■ **WHAT IS REQUIRED**:
Where the string "opaque" appears in a line of the data, show that line.

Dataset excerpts
---

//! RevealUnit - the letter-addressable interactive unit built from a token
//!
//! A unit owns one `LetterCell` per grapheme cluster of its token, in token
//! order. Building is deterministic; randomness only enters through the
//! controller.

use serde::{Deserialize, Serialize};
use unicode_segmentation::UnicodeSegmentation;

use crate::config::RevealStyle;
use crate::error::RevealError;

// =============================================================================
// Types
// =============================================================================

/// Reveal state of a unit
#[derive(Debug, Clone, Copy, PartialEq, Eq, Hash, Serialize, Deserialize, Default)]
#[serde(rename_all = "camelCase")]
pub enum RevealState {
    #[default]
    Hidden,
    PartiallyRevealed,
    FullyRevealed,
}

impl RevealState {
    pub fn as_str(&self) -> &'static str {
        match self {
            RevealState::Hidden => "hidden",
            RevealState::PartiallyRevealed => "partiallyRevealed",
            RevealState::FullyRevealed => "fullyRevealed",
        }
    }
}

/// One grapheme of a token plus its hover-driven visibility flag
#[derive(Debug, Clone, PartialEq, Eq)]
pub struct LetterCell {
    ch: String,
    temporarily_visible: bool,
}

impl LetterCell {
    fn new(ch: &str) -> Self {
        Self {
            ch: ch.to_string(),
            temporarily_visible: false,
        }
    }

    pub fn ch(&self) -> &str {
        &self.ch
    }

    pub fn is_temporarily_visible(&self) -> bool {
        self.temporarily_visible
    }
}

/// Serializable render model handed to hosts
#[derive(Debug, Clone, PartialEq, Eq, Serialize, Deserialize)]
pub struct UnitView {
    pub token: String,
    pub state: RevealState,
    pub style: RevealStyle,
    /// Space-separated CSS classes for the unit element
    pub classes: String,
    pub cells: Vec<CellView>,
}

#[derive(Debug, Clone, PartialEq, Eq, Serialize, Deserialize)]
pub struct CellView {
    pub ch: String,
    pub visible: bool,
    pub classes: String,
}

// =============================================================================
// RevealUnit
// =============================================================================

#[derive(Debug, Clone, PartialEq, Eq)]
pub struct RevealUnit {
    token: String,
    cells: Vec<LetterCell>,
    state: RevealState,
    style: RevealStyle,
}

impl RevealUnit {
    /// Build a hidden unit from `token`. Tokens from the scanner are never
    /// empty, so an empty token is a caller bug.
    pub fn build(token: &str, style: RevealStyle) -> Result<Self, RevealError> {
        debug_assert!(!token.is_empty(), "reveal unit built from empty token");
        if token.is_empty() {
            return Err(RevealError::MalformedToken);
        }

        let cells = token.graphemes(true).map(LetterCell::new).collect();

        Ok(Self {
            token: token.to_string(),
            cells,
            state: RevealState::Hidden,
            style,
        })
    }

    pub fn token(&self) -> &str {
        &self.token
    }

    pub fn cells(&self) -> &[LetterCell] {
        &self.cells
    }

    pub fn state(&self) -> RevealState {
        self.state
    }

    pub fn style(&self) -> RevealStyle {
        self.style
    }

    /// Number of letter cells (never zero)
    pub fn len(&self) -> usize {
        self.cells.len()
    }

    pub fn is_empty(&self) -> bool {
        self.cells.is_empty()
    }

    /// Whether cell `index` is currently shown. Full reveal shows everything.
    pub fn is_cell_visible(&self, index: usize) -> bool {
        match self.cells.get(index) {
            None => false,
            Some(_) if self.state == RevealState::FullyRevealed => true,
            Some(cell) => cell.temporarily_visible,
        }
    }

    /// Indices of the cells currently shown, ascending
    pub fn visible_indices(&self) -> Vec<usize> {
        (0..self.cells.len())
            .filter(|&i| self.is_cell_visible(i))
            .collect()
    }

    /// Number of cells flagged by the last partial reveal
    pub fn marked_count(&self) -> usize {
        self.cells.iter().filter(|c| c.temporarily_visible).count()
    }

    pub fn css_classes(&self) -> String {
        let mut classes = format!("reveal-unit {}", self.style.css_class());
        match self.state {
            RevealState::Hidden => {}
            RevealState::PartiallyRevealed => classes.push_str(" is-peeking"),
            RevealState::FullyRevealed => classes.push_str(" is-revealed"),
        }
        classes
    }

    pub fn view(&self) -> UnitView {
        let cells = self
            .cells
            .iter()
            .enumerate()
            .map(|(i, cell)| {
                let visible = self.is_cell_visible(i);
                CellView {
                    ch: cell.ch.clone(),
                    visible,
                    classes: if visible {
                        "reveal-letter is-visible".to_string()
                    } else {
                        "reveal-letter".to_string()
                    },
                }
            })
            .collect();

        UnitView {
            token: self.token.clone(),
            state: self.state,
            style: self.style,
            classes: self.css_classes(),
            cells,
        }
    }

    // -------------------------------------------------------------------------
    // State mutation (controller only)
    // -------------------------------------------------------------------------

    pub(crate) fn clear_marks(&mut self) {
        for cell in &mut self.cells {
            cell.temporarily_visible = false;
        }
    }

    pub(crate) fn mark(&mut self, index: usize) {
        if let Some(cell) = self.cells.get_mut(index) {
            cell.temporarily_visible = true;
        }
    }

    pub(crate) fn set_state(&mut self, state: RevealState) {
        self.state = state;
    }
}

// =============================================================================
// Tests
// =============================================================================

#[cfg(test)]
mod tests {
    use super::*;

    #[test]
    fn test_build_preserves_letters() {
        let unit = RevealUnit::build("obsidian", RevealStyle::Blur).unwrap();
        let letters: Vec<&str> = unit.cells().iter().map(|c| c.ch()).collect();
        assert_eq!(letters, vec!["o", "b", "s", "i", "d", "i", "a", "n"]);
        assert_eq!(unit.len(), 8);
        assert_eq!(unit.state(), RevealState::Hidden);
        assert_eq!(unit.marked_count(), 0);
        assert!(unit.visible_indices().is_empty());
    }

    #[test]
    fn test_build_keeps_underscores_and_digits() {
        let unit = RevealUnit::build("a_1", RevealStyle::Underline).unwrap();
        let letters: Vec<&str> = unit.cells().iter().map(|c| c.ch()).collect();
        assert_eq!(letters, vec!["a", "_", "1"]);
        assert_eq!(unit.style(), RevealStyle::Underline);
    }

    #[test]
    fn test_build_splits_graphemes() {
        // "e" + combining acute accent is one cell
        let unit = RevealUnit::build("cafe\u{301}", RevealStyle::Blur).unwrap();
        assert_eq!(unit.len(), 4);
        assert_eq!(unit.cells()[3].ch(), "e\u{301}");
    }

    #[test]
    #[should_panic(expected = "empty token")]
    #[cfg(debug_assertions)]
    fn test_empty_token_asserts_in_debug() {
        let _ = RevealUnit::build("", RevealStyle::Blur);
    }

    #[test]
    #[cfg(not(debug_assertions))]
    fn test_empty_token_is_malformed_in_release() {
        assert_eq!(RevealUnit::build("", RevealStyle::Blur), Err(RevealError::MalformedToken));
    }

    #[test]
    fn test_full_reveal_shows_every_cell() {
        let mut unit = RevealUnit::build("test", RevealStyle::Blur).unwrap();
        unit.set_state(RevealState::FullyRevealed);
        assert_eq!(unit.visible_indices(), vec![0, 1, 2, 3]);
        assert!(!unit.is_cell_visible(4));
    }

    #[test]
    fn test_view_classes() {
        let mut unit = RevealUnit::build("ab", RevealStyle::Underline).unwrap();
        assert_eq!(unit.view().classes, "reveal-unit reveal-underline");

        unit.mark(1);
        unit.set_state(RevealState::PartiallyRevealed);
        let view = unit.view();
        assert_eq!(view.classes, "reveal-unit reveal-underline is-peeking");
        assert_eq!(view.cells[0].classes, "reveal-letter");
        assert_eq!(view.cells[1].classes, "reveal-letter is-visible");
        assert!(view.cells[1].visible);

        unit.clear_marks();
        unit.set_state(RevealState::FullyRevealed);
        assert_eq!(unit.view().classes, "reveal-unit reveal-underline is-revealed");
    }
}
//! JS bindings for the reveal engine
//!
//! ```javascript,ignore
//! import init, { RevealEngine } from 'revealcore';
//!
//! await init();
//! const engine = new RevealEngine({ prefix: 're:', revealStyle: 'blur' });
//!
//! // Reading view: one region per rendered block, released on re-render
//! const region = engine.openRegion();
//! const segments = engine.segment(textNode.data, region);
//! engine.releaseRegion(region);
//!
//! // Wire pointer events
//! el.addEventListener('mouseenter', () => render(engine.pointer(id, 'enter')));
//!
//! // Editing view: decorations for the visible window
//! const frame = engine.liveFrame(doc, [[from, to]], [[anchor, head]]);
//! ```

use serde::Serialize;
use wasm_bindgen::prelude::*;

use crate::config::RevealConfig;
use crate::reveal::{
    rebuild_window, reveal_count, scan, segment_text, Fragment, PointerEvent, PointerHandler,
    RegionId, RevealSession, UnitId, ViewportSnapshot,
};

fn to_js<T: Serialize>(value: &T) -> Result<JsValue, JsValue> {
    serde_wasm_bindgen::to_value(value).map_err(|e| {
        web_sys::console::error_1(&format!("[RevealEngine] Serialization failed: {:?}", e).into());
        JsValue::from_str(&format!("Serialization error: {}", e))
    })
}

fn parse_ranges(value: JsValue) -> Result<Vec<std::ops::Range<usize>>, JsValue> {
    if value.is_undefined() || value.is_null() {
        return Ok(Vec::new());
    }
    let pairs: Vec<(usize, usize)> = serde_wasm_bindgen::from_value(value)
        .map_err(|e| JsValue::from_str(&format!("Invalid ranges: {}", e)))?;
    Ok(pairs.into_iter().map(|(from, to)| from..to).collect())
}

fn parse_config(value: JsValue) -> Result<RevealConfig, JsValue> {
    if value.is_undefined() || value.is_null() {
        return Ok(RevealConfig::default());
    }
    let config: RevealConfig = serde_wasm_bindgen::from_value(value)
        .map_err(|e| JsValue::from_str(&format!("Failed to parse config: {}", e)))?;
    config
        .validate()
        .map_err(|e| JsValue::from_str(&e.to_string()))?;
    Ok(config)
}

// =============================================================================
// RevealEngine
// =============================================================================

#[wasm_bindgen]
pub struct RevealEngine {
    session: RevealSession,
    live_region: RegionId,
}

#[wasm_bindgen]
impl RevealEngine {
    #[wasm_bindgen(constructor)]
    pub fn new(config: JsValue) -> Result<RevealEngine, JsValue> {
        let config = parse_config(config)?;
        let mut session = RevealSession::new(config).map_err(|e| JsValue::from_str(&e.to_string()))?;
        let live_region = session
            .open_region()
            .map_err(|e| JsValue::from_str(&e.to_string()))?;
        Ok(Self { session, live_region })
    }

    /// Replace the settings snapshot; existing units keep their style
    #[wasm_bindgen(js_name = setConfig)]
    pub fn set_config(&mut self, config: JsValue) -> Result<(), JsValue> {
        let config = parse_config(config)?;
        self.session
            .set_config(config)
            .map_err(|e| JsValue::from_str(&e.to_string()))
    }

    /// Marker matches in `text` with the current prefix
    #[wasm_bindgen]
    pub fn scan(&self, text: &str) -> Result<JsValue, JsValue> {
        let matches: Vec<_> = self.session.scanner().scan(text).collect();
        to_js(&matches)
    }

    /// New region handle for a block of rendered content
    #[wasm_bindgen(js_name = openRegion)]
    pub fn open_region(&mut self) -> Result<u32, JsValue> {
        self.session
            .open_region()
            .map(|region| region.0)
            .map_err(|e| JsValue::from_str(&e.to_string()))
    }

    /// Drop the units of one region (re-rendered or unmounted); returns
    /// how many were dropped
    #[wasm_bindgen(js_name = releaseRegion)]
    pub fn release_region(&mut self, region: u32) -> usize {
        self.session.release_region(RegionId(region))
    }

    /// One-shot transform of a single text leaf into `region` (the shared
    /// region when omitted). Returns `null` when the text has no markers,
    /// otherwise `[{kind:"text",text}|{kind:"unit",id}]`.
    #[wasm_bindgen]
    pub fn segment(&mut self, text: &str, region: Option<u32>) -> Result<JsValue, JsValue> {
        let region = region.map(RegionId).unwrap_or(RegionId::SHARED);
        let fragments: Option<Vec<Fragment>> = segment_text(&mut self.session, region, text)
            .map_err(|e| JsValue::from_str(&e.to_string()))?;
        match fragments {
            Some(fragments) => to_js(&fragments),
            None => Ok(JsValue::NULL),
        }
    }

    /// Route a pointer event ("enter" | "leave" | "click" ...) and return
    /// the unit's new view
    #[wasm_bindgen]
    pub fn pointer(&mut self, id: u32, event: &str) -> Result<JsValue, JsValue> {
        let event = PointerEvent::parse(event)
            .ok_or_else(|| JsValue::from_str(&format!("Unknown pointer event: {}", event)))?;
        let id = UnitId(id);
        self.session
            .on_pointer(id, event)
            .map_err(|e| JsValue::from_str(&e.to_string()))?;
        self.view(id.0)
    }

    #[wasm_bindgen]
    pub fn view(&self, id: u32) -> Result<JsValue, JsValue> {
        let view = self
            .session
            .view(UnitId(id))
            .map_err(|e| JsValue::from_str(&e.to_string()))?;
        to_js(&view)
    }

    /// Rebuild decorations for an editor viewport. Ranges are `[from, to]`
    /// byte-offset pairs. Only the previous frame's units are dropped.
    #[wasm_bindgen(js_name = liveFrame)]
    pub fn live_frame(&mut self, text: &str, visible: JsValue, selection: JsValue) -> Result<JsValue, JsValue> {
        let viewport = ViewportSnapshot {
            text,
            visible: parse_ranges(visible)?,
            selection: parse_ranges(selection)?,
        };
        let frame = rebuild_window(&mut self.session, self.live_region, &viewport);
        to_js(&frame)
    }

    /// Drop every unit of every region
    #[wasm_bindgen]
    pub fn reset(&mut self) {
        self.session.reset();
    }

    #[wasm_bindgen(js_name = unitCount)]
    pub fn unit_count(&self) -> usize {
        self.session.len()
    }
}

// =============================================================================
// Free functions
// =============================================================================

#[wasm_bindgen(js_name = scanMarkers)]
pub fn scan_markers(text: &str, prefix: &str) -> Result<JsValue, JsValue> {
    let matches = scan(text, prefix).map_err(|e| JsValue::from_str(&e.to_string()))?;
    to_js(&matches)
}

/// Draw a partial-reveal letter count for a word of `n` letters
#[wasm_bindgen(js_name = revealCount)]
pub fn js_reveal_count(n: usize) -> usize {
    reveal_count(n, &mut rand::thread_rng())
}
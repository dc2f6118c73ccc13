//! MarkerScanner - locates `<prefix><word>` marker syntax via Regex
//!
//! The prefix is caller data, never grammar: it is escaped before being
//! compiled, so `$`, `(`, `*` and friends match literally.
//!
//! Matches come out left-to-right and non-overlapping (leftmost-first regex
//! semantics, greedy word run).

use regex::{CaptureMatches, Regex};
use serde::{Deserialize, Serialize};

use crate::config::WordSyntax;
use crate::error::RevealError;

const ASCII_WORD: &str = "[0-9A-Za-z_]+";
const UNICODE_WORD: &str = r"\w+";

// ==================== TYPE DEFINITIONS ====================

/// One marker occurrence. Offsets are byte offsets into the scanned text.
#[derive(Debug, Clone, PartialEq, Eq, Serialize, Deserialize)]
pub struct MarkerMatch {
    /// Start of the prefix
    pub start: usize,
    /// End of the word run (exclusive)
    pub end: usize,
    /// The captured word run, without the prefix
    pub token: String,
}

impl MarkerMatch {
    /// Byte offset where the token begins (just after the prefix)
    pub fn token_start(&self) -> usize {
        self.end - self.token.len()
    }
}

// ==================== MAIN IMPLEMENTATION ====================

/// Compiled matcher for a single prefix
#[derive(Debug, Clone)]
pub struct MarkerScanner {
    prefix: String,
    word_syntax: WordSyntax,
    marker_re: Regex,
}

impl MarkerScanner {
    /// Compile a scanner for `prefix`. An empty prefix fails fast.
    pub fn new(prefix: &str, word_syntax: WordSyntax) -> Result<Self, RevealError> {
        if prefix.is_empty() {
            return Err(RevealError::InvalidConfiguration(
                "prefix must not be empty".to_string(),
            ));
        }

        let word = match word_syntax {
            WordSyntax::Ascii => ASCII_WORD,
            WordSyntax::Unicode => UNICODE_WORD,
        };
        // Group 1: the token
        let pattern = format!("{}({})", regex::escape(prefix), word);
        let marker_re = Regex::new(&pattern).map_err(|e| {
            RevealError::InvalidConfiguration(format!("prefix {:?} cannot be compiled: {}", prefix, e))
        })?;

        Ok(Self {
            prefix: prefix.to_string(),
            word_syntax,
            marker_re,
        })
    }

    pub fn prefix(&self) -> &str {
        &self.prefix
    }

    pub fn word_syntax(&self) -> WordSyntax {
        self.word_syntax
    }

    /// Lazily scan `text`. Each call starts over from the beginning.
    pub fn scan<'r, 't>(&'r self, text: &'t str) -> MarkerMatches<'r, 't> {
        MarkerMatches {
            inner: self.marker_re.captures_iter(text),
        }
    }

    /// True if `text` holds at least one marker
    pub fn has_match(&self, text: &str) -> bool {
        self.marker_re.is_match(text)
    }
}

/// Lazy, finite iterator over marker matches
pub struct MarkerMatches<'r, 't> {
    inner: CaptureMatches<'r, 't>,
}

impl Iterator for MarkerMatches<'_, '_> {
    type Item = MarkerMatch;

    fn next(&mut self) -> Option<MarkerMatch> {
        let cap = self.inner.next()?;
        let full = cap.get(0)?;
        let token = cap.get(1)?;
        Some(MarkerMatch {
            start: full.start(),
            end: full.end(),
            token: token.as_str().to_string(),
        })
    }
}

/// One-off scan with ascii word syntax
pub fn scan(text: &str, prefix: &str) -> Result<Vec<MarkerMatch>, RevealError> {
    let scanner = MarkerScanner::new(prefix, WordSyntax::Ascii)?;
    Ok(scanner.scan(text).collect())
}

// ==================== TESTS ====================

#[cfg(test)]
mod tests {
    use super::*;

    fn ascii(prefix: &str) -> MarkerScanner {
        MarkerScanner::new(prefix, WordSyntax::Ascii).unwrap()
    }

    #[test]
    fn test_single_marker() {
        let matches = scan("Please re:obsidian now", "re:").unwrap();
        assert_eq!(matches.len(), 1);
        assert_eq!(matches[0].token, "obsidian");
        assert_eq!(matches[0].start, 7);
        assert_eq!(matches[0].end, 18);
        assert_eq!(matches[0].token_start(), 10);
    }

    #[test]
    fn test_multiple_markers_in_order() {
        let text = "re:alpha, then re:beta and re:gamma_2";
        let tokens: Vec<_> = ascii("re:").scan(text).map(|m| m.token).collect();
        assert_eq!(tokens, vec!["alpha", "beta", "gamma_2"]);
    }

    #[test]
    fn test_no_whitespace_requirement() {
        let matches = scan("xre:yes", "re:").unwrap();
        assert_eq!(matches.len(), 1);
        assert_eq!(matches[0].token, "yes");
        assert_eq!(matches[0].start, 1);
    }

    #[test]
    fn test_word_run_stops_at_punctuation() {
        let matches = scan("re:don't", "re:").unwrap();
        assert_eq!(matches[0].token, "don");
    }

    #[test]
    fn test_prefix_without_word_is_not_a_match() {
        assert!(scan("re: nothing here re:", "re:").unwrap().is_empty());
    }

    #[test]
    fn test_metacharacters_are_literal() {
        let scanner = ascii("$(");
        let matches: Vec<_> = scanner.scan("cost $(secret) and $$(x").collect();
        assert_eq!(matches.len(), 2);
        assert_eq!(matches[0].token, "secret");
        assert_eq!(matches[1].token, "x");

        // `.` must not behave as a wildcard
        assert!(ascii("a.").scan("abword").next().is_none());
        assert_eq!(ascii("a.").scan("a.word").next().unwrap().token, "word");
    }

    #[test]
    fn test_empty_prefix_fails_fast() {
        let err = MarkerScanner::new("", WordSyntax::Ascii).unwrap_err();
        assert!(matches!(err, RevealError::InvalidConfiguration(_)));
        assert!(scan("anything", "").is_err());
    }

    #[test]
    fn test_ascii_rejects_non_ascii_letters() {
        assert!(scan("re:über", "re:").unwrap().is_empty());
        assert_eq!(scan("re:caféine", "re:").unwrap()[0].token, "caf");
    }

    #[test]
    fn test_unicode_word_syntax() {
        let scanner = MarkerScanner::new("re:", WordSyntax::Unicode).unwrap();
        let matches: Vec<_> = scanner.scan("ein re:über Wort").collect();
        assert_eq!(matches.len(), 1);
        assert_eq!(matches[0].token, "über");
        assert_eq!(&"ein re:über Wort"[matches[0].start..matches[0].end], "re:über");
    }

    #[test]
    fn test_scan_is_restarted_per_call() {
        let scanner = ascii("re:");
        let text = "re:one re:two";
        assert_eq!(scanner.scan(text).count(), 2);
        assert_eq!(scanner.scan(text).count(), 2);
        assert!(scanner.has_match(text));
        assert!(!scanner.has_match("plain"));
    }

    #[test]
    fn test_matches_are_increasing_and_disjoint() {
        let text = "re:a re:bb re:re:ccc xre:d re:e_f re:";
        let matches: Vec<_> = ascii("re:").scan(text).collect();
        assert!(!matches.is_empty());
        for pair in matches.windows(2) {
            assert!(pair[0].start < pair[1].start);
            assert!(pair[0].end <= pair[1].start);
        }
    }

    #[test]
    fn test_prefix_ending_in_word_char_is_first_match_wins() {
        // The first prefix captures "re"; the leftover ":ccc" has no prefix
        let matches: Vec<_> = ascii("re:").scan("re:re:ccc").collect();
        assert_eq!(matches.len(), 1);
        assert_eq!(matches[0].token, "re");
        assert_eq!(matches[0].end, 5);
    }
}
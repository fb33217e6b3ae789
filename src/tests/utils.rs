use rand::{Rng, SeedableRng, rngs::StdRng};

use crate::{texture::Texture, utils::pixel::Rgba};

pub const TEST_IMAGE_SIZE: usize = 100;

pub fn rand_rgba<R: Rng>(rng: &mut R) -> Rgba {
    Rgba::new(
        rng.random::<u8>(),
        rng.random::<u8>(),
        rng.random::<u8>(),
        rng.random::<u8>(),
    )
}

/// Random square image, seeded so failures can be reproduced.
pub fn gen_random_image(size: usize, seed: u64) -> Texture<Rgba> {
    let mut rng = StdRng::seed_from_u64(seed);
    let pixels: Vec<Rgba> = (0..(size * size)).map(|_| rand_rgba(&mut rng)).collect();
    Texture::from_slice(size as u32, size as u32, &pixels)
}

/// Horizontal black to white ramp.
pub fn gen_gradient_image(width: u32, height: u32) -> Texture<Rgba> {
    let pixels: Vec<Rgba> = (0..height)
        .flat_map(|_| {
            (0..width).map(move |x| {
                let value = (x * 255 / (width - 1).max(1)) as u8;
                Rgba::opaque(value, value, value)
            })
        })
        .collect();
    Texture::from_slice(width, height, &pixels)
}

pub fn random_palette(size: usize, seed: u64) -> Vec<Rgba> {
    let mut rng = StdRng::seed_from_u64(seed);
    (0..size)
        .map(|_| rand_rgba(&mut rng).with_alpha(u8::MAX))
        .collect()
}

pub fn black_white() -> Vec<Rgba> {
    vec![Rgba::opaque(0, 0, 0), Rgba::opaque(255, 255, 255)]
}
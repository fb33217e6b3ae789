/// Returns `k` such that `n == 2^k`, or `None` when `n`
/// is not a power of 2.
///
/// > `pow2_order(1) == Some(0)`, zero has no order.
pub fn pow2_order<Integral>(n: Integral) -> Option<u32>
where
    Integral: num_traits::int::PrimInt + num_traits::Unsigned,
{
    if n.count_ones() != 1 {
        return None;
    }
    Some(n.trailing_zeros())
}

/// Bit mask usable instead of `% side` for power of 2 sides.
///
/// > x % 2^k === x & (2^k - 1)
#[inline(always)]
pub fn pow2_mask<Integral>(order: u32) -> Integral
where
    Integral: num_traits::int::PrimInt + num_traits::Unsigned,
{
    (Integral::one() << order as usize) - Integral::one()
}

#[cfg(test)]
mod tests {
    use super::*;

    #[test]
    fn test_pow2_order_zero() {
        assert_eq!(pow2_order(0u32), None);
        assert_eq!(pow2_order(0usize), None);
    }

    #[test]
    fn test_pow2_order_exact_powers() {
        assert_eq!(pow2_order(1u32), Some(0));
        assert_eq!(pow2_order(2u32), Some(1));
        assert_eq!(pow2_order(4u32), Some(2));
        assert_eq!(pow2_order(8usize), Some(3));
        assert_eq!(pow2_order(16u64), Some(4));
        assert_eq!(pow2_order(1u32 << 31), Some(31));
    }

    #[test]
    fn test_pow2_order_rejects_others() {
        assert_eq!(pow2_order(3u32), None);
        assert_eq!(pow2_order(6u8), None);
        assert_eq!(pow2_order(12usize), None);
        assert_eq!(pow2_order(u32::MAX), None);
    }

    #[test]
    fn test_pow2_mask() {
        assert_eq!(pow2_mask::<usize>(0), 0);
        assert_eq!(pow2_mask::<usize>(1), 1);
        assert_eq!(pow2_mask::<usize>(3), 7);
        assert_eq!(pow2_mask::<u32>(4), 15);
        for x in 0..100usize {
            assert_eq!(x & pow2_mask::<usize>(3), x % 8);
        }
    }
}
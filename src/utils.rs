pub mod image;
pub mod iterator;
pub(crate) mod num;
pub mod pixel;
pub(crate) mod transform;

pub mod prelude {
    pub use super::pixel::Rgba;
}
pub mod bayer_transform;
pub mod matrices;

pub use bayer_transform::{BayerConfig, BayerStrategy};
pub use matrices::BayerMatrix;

---

■ **ANSWER**:
                Rgba::opaque(value, value, value)
    vec![Rgba::opaque(0, 0, 0), Rgba::opaque(255, 255, 255)]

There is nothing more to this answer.